[DATA EXCERPTS Boundary: Start]

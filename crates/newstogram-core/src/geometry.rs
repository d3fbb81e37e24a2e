//! Pure geometry helpers.
//!
//! Screen space has y pointing down, so a positive angle rotates clockwise
//! on screen, matching CSS `rotate()`.

use crate::input::PointerEvent;
use kurbo::{Affine, Point, Rect, Vec2};

/// Rotate a vector by `degrees`.
///
/// Handle anchors are rotated forward with the element rotation; resize
/// deltas are brought back into the element frame with `-rotation`.
pub fn rotate_vector(v: Vec2, degrees: f64) -> Vec2 {
    let (sin, cos) = degrees.to_radians().sin_cos();
    Vec2::new(v.x * cos - v.y * sin, v.x * sin + v.y * cos)
}

/// Express a viewport point relative to a container's viewport rect.
pub fn to_container_local(point: Point, container: Rect) -> Point {
    Point::new(point.x - container.x0, point.y - container.y0)
}

/// Inverse of [`to_container_local`].
pub fn to_viewport(point: Point, container: Rect) -> Point {
    Point::new(point.x + container.x0, point.y + container.y0)
}

/// Pointer position of a mixed mouse/touch event.
///
/// Active touches win, then the lifted touches of a touch-end, then the
/// event's own coordinates.
pub fn pointer_position(event: &PointerEvent) -> Point {
    event
        .touches
        .first()
        .or_else(|| event.changed_touches.first())
        .copied()
        .unwrap_or(event.client)
}

/// Angle in radians from `center` to `point`.
pub fn angle_to(center: Point, point: Point) -> f64 {
    (point.y - center.y).atan2(point.x - center.x)
}

/// Axis-aligned bounds of `rect` rotated by `degrees` about its centre.
///
/// This is what a browser reports as the bounding client rect of a
/// `rotate()`-transformed box.
pub fn rotated_bounds(rect: Rect, degrees: f64) -> Rect {
    Affine::rotate_about(degrees.to_radians(), rect.center()).transform_rect_bbox(rect)
}

/// Whether `point` lies inside `rect` rotated by `degrees` about its centre.
pub fn rotated_contains(rect: Rect, degrees: f64, point: Point) -> bool {
    let center = rect.center();
    let local = rotate_vector(point - center, -degrees);
    rect.contains(center + local)
}

#[cfg(test)]
mod tests {
    use super::*;
    use crate::input::PointerPhase;

    const EPS: f64 = 1e-9;

    fn assert_vec(actual: Vec2, x: f64, y: f64) {
        assert!((actual.x - x).abs() < EPS, "x: {} != {}", actual.x, x);
        assert!((actual.y - y).abs() < EPS, "y: {} != {}", actual.y, y);
    }

    #[test]
    fn test_rotate_quarter_turn() {
        assert_vec(rotate_vector(Vec2::new(1.0, 0.0), 90.0), 0.0, 1.0);
        assert_vec(rotate_vector(Vec2::new(0.0, 1.0), 90.0), -1.0, 0.0);
    }

    #[test]
    fn test_rotate_inverse_round_trip() {
        let v = Vec2::new(12.5, -7.0);
        for degrees in [-725.0, -90.0, 0.0, 33.0, 180.0, 410.0] {
            let back = rotate_vector(rotate_vector(v, degrees), -degrees);
            assert_vec(back, v.x, v.y);
        }
    }

    #[test]
    fn test_rotate_full_turns_are_identity() {
        let v = Vec2::new(3.0, 4.0);
        let turned = rotate_vector(v, 720.0);
        assert!((turned.x - v.x).abs() < 1e-6);
        assert!((turned.y - v.y).abs() < 1e-6);
    }

    #[test]
    fn test_container_local_round_trip() {
        let container = Rect::new(100.0, 50.0, 900.0, 650.0);
        let p = Point::new(130.0, 75.0);
        let local = to_container_local(p, container);
        assert_eq!(local, Point::new(30.0, 25.0));
        assert_eq!(to_viewport(local, container), p);
    }

    #[test]
    fn test_pointer_position_mouse_and_touch_agree() {
        let mouse = PointerEvent::mouse(PointerPhase::Down, Point::new(10.0, 20.0));
        let touch = PointerEvent::touch_start(vec![Point::new(10.0, 20.0), Point::new(99.0, 99.0)]);
        assert_eq!(pointer_position(&mouse), Point::new(10.0, 20.0));
        assert_eq!(pointer_position(&touch), pointer_position(&mouse));
    }

    #[test]
    fn test_pointer_position_touch_end_uses_changed_touches() {
        let end = PointerEvent::touch_end(vec![Point::new(7.0, 8.0)]);
        assert_eq!(pointer_position(&end), Point::new(7.0, 8.0));
    }

    #[test]
    fn test_angle_to() {
        let c = Point::new(0.0, 0.0);
        assert!((angle_to(c, Point::new(1.0, 0.0))).abs() < EPS);
        assert!((angle_to(c, Point::new(0.0, 1.0)) - std::f64::consts::FRAC_PI_2).abs() < EPS);
    }

    #[test]
    fn test_rotated_bounds_keeps_center() {
        let rect = Rect::new(0.0, 0.0, 200.0, 100.0);
        let bounds = rotated_bounds(rect, 90.0);
        assert!((bounds.center().x - 100.0).abs() < 1e-6);
        assert!((bounds.center().y - 50.0).abs() < 1e-6);
        assert!((bounds.width() - 100.0).abs() < 1e-6);
        assert!((bounds.height() - 200.0).abs() < 1e-6);
    }

    #[test]
    fn test_rotated_contains() {
        let rect = Rect::new(0.0, 0.0, 200.0, 20.0);
        // Far end of the long axis is outside once the box stands upright.
        assert!(rotated_contains(rect, 0.0, Point::new(190.0, 10.0)));
        assert!(!rotated_contains(rect, 90.0, Point::new(190.0, 10.0)));
        assert!(rotated_contains(rect, 90.0, Point::new(100.0, 90.0)));
    }
}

[DATA EXCERPTS Boundary: End]

Wherever a line contains the string "input", copy that line from the data.

_RESPONSE TO THIS TASK_:
use crate::input::PointerEvent;
    use crate::input::PointerPhase;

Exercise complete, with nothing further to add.